# [WORK TASK]
With the line containing "pub struct MeetingInfo" as the start and the line containing "pub struct MeetingExtractions" as the end, transcribe that span of the entries below exactly, including both.

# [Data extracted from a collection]
use serde::Deserialize;
use serde_json::Value;

use super::{
    records::{
        ActionItem, BusinessUnitTeam, DataMigration, DataModelEntity, Decision, Dependency,
        Integration, License, MetadataUpdate, ModuleProcess, PainPoint, Persona, Requirement,
        RiskIssue, StateDescription,
    },
    value::{lenient_count, lenient_object, lenient_records, lenient_values, FieldValue, Record},
};

// ── Statement of Work ────────────────────────────────────────────────────────

#[derive(Debug, Clone, Default, Deserialize)]
pub struct SowDocument {
    #[serde(default, deserialize_with = "lenient_object")]
    pub scope_summary: Option<ScopeSummary>,
    #[serde(default, deserialize_with = "lenient_values")]
    pub assumptions: Vec<Value>,
    #[serde(default, deserialize_with = "lenient_records")]
    pub modules: Vec<Record<SowModule>>,
    #[serde(default, deserialize_with = "lenient_records")]
    pub business_units: Vec<Record<BusinessUnit>>,
    #[serde(default, deserialize_with = "lenient_values")]
    pub salesforce_licenses: Vec<Value>,
    #[serde(default, deserialize_with = "lenient_object")]
    pub validation_summary: Option<ValidationSummary>,
}

#[derive(Debug, Clone, Default, Deserialize)]
#[serde(default)]
pub struct ScopeSummary {
    pub company_background: Option<FieldValue>,
    pub project_purpose: Option<FieldValue>,
    pub scope_of_implementation: Option<FieldValue>,
    pub expected_outcomes: Option<FieldValue>,
    pub primary_objective: Option<FieldValue>,
    pub out_of_scope: Option<FieldValue>,
}

#[derive(Debug, Clone, Default, PartialEq, Deserialize)]
#[serde(default)]
pub struct SowModule {
    pub name: Option<FieldValue>,
    pub description: Option<FieldValue>,
    pub processes: Option<FieldValue>,
}

#[derive(Debug, Clone, Default, PartialEq, Deserialize)]
#[serde(default)]
pub struct BusinessUnit {
    pub name: Option<FieldValue>,
    pub description: Option<FieldValue>,
    pub responsibilities: Option<FieldValue>,
}

#[derive(Debug, Clone, Default, Deserialize)]
#[serde(default)]
pub struct ValidationSummary {
    pub json_validity: Option<bool>,
    pub issues_detected: Option<FieldValue>,
}

// ── Business Requirements Document ──────────────────────────────────────────

#[derive(Debug, Clone, Default, Deserialize)]
pub struct BrdDocument {
    #[serde(default, deserialize_with = "lenient_records")]
    pub business_units_teams: Vec<Record<BusinessUnitTeam>>,
    #[serde(default, deserialize_with = "lenient_records")]
    pub modules_processes: Vec<Record<ModuleProcess>>,
    #[serde(default, deserialize_with = "lenient_records")]
    pub license_list: Vec<Record<License>>,
    #[serde(default, deserialize_with = "lenient_records")]
    pub personas: Vec<Record<Persona>>,
    #[serde(default, deserialize_with = "lenient_records")]
    pub requirements: Vec<Record<Requirement>>,
    #[serde(default, deserialize_with = "lenient_records")]
    pub current_state: Vec<Record<StateDescription>>,
    #[serde(default, deserialize_with = "lenient_records")]
    pub target_state: Vec<Record<StateDescription>>,
    #[serde(default, deserialize_with = "lenient_records")]
    pub applications_to_integrate: Vec<Record<Integration>>,
    #[serde(default, deserialize_with = "lenient_records")]
    pub data_migration: Vec<Record<DataMigration>>,
    #[serde(default, deserialize_with = "lenient_records")]
    pub data_model: Vec<Record<DataModelEntity>>,
    #[serde(default, deserialize_with = "lenient_records")]
    pub metadata_updates: Vec<Record<MetadataUpdate>>,
}

// ── RAID log ─────────────────────────────────────────────────────────────────

#[derive(Debug, Clone, Default, Deserialize)]
pub struct RaidDocument {
    #[serde(default, deserialize_with = "lenient_records")]
    pub risks_issues: Vec<Record<RiskIssue>>,
    #[serde(default, deserialize_with = "lenient_records")]
    pub action_items: Vec<Record<ActionItem>>,
    #[serde(default, deserialize_with = "lenient_records")]
    pub decisions: Vec<Record<Decision>>,
    #[serde(default, deserialize_with = "lenient_records")]
    pub dependencies: Vec<Record<Dependency>>,
    #[serde(default, deserialize_with = "lenient_records")]
    pub pain_points: Vec<Record<PainPoint>>,
}

// ── Meeting extraction bundle ────────────────────────────────────────────────

#[derive(Debug, Clone, Default, Deserialize)]
pub struct MeetingDocument {
    #[serde(default, deserialize_with = "lenient_object")]
    pub meeting: Option<MeetingInfo>,
    #[serde(default, deserialize_with = "lenient_values")]
    pub files: Vec<Value>,
    #[serde(default, deserialize_with = "lenient_object")]
    pub extractions: Option<MeetingExtractions>,
}

#[derive(Debug, Clone, Default, Deserialize)]
#[serde(default)]
pub struct MeetingInfo {
    pub meeting_name: Option<FieldValue>,
    pub meeting_datetime: Option<FieldValue>,
    pub status: Option<FieldValue>,
    pub stakeholders: Option<FieldValue>,
    pub meeting_details: Option<FieldValue>,
}

#[derive(Debug, Clone, Default, Deserialize)]
pub struct MeetingExtractions {
    #[serde(default, deserialize_with = "lenient_records")]
    pub bu_teams: Vec<Record<BusinessUnitTeam>>,
    #[serde(default, deserialize_with = "lenient_records")]
    pub personas: Vec<Record<Persona>>,
    #[serde(default, deserialize_with = "lenient_records")]
    pub requirements: Vec<Record<Requirement>>,
    #[serde(default, deserialize_with = "lenient_records")]
    pub modules_processes: Vec<Record<ModuleProcess>>,
    #[serde(default, deserialize_with = "lenient_records")]
    pub pain_points: Vec<Record<PainPoint>>,
    #[serde(default, deserialize_with = "lenient_records")]
    pub current_state: Vec<Record<StateDescription>>,
    #[serde(default, deserialize_with = "lenient_records")]
    pub target_state: Vec<Record<StateDescription>>,
    #[serde(default, deserialize_with = "lenient_records")]
    pub risks_issues: Vec<Record<RiskIssue>>,
    #[serde(default, deserialize_with = "lenient_records")]
    pub action_items: Vec<Record<ActionItem>>,
    #[serde(default, deserialize_with = "lenient_records")]
    pub decisions: Vec<Record<Decision>>,
    #[serde(default, deserialize_with = "lenient_records")]
    pub dependencies: Vec<Record<Dependency>>,
    #[serde(default, deserialize_with = "lenient_records")]
    pub integrations: Vec<Record<Integration>>,
    #[serde(default, deserialize_with = "lenient_records")]
    pub data_migration: Vec<Record<DataMigration>>,
    #[serde(default, deserialize_with = "lenient_records")]
    pub data_model: Vec<Record<DataModelEntity>>,
    #[serde(default, deserialize_with = "lenient_records")]
    pub metadata_updates: Vec<Record<MetadataUpdate>>,
}

// ── Dashboard ────────────────────────────────────────────────────────────────

#[derive(Debug, Clone, Default, Deserialize)]
pub struct DashboardDocument {
    #[serde(default, deserialize_with = "lenient_object")]
    pub summary: Option<DashboardSummary>,
    #[serde(default, deserialize_with = "lenient_records")]
    pub recent_meetings: Vec<Record<MeetingBrief>>,
    #[serde(default, deserialize_with = "lenient_records")]
    pub upcoming_meetings: Vec<Record<MeetingBrief>>,
    #[serde(default, deserialize_with = "lenient_records")]
    pub recent_activity: Vec<Record<Activity>>,
}

#[derive(Debug, Clone, Default, Deserialize)]
#[serde(default)]
pub struct DashboardSummary {
    #[serde(deserialize_with = "lenient_count")]
    pub meeting_count: u64,
    #[serde(deserialize_with = "lenient_count")]
    pub requirements_count: u64,
    #[serde(deserialize_with = "lenient_count")]
    pub risks_issues_count: u64,
    #[serde(deserialize_with = "lenient_count")]
    pub action_items_count: u64,
    #[serde(deserialize_with = "lenient_count")]
    pub decisions_count: u64,
    #[serde(deserialize_with = "lenient_count")]
    pub dependencies_count: u64,
}

#[derive(Debug, Clone, Default, PartialEq, Deserialize)]
#[serde(default)]
pub struct MeetingBrief {
    pub meeting_name: Option<FieldValue>,
    pub meeting_datetime: Option<FieldValue>,
    pub status: Option<FieldValue>,
}

#[derive(Debug, Clone, Default, PartialEq, Deserialize)]
#[serde(default)]
pub struct Activity {
    #[serde(rename = "type")]
    pub kind: Option<FieldValue>,
    pub description: Option<FieldValue>,
}
use super::{
    data_section,
    table::{TableBuilder, TableColumn},
    ContentBlock, EmptySectionPolicy, Section, SummaryCard,
};
use crate::documents::{
    kinds::{Activity, DashboardSummary, MeetingBrief},
    DashboardDocument, Record,
};

pub fn build(dashboard: &DashboardDocument, policy: EmptySectionPolicy) -> Vec<Section> {
    let summary = dashboard.summary.clone().unwrap_or_default();
    let meeting_columns = meeting_columns();

    [
        // Summary cards are always present; missing counts read as zero.
        Some(Section::leaf(
            "summary",
            "Project Summary",
            "dashboard",
            vec![ContentBlock::Cards {
                cards: summary_cards(&summary),
            }],
        )),
        meeting_list(
            policy,
            ("recent-meetings", "Recent Meetings", "history"),
            &dashboard.recent_meetings,
            &meeting_columns,
            "No recent meetings",
        ),
        meeting_list(
            policy,
            ("upcoming-meetings", "Upcoming Meetings", "event_upcoming"),
            &dashboard.upcoming_meetings,
            &meeting_columns,
            "No upcoming meetings",
        ),
        data_section(
            policy,
            !dashboard.recent_activity.is_empty(),
            || {
                Section::leaf(
                    "recent-activity",
                    "Recent Activity",
                    "notifications",
                    vec![ContentBlock::Table(
                        TableBuilder::new(&activity_columns()).build(&dashboard.recent_activity),
                    )],
                )
            },
            || {
                Section::leaf(
                    "recent-activity",
                    "Recent Activity",
                    "notifications",
                    vec![ContentBlock::empty("No recent activity")],
                )
            },
        ),
    ]
    .into_iter()
    .flatten()
    .collect()
}

pub fn summary_cards(summary: &DashboardSummary) -> Vec<SummaryCard> {
    [
        ("Meetings", summary.meeting_count, "event", "blue"),
        ("Requirements", summary.requirements_count, "assignment", "purple"),
        ("Risks & Issues", summary.risks_issues_count, "warning", "red"),
        ("Action Items", summary.action_items_count, "task_alt", "orange"),
        ("Decisions", summary.decisions_count, "gavel", "green"),
        ("Dependencies", summary.dependencies_count, "link", "blue"),
    ]
    .into_iter()
    .map(|(title, count, icon, color)| SummaryCard {
        title: title.to_string(),
        count,
        icon: icon.to_string(),
        color: color.to_string(),
    })
    .collect()
}

fn meeting_columns() -> Vec<TableColumn<MeetingBrief>> {
    vec![
        TableColumn::new("meeting_name", "Meeting", |m: &MeetingBrief| m.meeting_name.as_ref()),
        TableColumn::new("meeting_datetime", "Date & Time", |m: &MeetingBrief| {
            m.meeting_datetime.as_ref()
        })
        .datetime(),
        TableColumn::new("status", "Status", |m: &MeetingBrief| m.status.as_ref())
            .class("meeting-status"),
    ]
}

fn activity_columns() -> Vec<TableColumn<Activity>> {
    vec![
        TableColumn::new("description", "Activity", |a: &Activity| a.description.as_ref()),
        TableColumn::new("type", "Type", |a: &Activity| a.kind.as_ref()).class("activity-type"),
    ]
}

fn meeting_list(
    policy: EmptySectionPolicy,
    (id, title, icon): (&str, &str, &str),
    meetings: &[Record<MeetingBrief>],
    columns: &[TableColumn<MeetingBrief>],
    empty_message: &str,
) -> Option<Section> {
    data_section(
        policy,
        !meetings.is_empty(),
        || {
            Section::leaf(
                id,
                title,
                icon,
                vec![ContentBlock::Table(
                    TableBuilder::new(columns).show_created(false).build(meetings),
                )],
            )
        },
        || Section::leaf(id, title, icon, vec![ContentBlock::empty(empty_message)]),
    )
}
use schemars::JsonSchema;
use serde::Serialize;

use super::{
    format::{date_cell, normalize, CellValue, DEFAULT_SEPARATOR},
    status::RowStatus,
};
use crate::{
    core::types::{RecordKey, SourceReference},
    documents::{FieldValue, Record},
    provenance::{build_indicator, Indicator},
};

/// Declarative projection of one record field into a table cell.
pub struct TableColumn<R> {
    pub key: &'static str,
    pub header: &'static str,
    pub accessor: fn(&R) -> Option<&FieldValue>,
    pub class_name: Option<&'static str>,
    pub separator: &'static str,
    pub datetime: bool,
}

impl<R> TableColumn<R> {
    pub fn new(
        key: &'static str,
        header: &'static str,
        accessor: fn(&R) -> Option<&FieldValue>,
    ) -> Self {
        Self {
            key,
            header,
            accessor,
            class_name: None,
            separator: DEFAULT_SEPARATOR,
            datetime: false,
        }
    }

    /// Renders the cell through [`date_cell`]: formatted timestamp, or
    /// `Not set` when absent.
    pub fn datetime(mut self) -> Self {
        self.datetime = true;
        self
    }

    pub fn joined(mut self, separator: &'static str) -> Self {
        self.separator = separator;
        self
    }

    pub fn class(mut self, class_name: &'static str) -> Self {
        self.class_name = Some(class_name);
        self
    }
}

#[derive(Debug, Clone, PartialEq, Eq, Serialize, JsonSchema)]
#[serde(rename_all = "camelCase")]
pub struct ColumnHeader {
    pub key: String,
    pub header: String,
    #[serde(skip_serializing_if = "Option::is_none")]
    pub class_name: Option<String>,
}

#[derive(Debug, Clone, PartialEq, Eq, Serialize, JsonSchema)]
#[serde(rename_all = "camelCase")]
pub struct Cell {
    pub key: String,
    pub display: String,
    pub value: CellValue,
}

#[derive(Debug, Clone, PartialEq, Serialize, JsonSchema)]
#[serde(rename_all = "camelCase")]
pub struct TableRow {
    pub record_key: RecordKey,
    pub index: usize,
    pub cells: Vec<Cell>,
    #[serde(skip_serializing_if = "Option::is_none")]
    pub status: Option<RowStatus>,
    #[serde(skip_serializing_if = "Option::is_none")]
    pub sources: Option<Indicator>,
    #[serde(skip_serializing_if = "Vec::is_empty")]
    pub references: Vec<SourceReference>,
}

impl TableRow {
    pub fn cell(&self, key: &str) -> Option<&Cell> {
        self.cells.iter().find(|cell| cell.key == key)
    }
}

#[derive(Debug, Clone, PartialEq, Serialize, JsonSchema)]
#[serde(rename_all = "camelCase")]
pub struct TableView {
    #[serde(skip_serializing_if = "Option::is_none")]
    pub title: Option<String>,
    pub columns: Vec<ColumnHeader>,
    pub rows: Vec<TableRow>,
}

impl TableView {
    /// Attaches a status cell to every row.
    pub fn with_row_status<F>(mut self, status_for: F) -> Self
    where
        F: Fn(&RecordKey) -> RowStatus,
    {
        for row in &mut self.rows {
            row.status = Some(status_for(&row.record_key));
        }
        self
    }

    pub fn has_status(&self) -> bool {
        self.rows.iter().any(|row| row.status.is_some())
    }

    pub fn is_empty(&self) -> bool {
        self.rows.is_empty()
    }
}

fn project<R>(column: &TableColumn<R>, fields: &R) -> Cell {
    let raw = (column.accessor)(fields);
    let value = if column.datetime {
        date_cell(raw)
    } else {
        normalize(raw)
    };
    Cell {
        key: column.key.to_string(),
        display: value.display(column.separator),
        value,
    }
}

pub const CREATED_COLUMN: &str = "created_at";

pub struct TableBuilder<'a, R> {
    columns: &'a [TableColumn<R>],
    title: Option<String>,
    show_created: bool,
}

impl<'a, R> TableBuilder<'a, R> {
    pub fn new(columns: &'a [TableColumn<R>]) -> Self {
        Self {
            columns,
            title: None,
            show_created: true,
        }
    }

    pub fn title(mut self, title: impl Into<String>) -> Self {
        self.title = Some(title.into());
        self
    }

    pub fn show_created(mut self, show: bool) -> Self {
        self.show_created = show;
        self
    }

    /// Projects records in input order.
    pub fn build(&self, records: &[Record<R>]) -> TableView {
        let mut columns: Vec<ColumnHeader> = self
            .columns
            .iter()
            .map(|column| ColumnHeader {
                key: column.key.to_string(),
                header: column.header.to_string(),
                class_name: column.class_name.map(ToString::to_string),
            })
            .collect();
        if self.show_created {
            columns.push(ColumnHeader {
                key: CREATED_COLUMN.to_string(),
                header: "Created".to_string(),
                class_name: Some("table-header-date".to_string()),
            });
        }

        let rows = records
            .iter()
            .enumerate()
            .map(|(index, record)| {
                let mut cells: Vec<Cell> = self
                    .columns
                    .iter()
                    .map(|column| project(column, &record.fields))
                    .collect();
                if self.show_created {
                    let created = date_cell(
                        record
                            .created_at
                            .as_ref()
                            .map(|raw| FieldValue::Text(raw.clone()))
                            .as_ref(),
                    );
                    cells.push(Cell {
                        key: CREATED_COLUMN.to_string(),
                        display: created.display(DEFAULT_SEPARATOR),
                        value: created,
                    });
                }
                TableRow {
                    record_key: record.key.clone(),
                    index,
                    cells,
                    status: None,
                    sources: build_indicator(&record.references),
                    references: record.references.clone(),
                }
            })
            .collect();

        TableView {
            title: self.title.clone(),
            columns,
            rows,
        }
    }
}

# [TASK OUTPUT]
pub struct MeetingInfo {
    pub meeting_name: Option<FieldValue>,
    pub meeting_datetime: Option<FieldValue>,
    pub status: Option<FieldValue>,
    pub stakeholders: Option<FieldValue>,
    pub meeting_details: Option<FieldValue>,
}

#[derive(Debug, Clone, Default, Deserialize)]
pub struct MeetingExtractions {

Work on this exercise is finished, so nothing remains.